**Task prompt**
When you reach the records below, repeat each one exactly as written.
::::::::::
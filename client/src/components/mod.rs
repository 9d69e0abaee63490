//! Reusable UI component modules.
//!
//! SYSTEM CONTEXT
//! ==============
//! Components render admin chrome and data panes from props or shared Leptos
//! context; they never call the API themselves.

pub mod analytics_panel;
pub mod confirm_dialog;
pub mod group_list;
pub mod message_thread;
pub mod nav_bar;
pub mod notice_stack;
pub mod user_table;
pub mod user_tile;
::::::::::
**Result of this task**
filename client/src/components/mod.rs
repository 9d69e0abaee63490
//! Reusable UI component modules.
//!
//! SYSTEM CONTEXT
//! ==============
//! Components render admin chrome and data panes from props or shared Leptos
//! context; they never call the API themselves.

pub mod analytics_panel;
pub mod confirm_dialog;
pub mod group_list;
pub mod message_thread;
pub mod nav_bar;
pub mod notice_stack;
pub mod user_table;
pub mod user_tile;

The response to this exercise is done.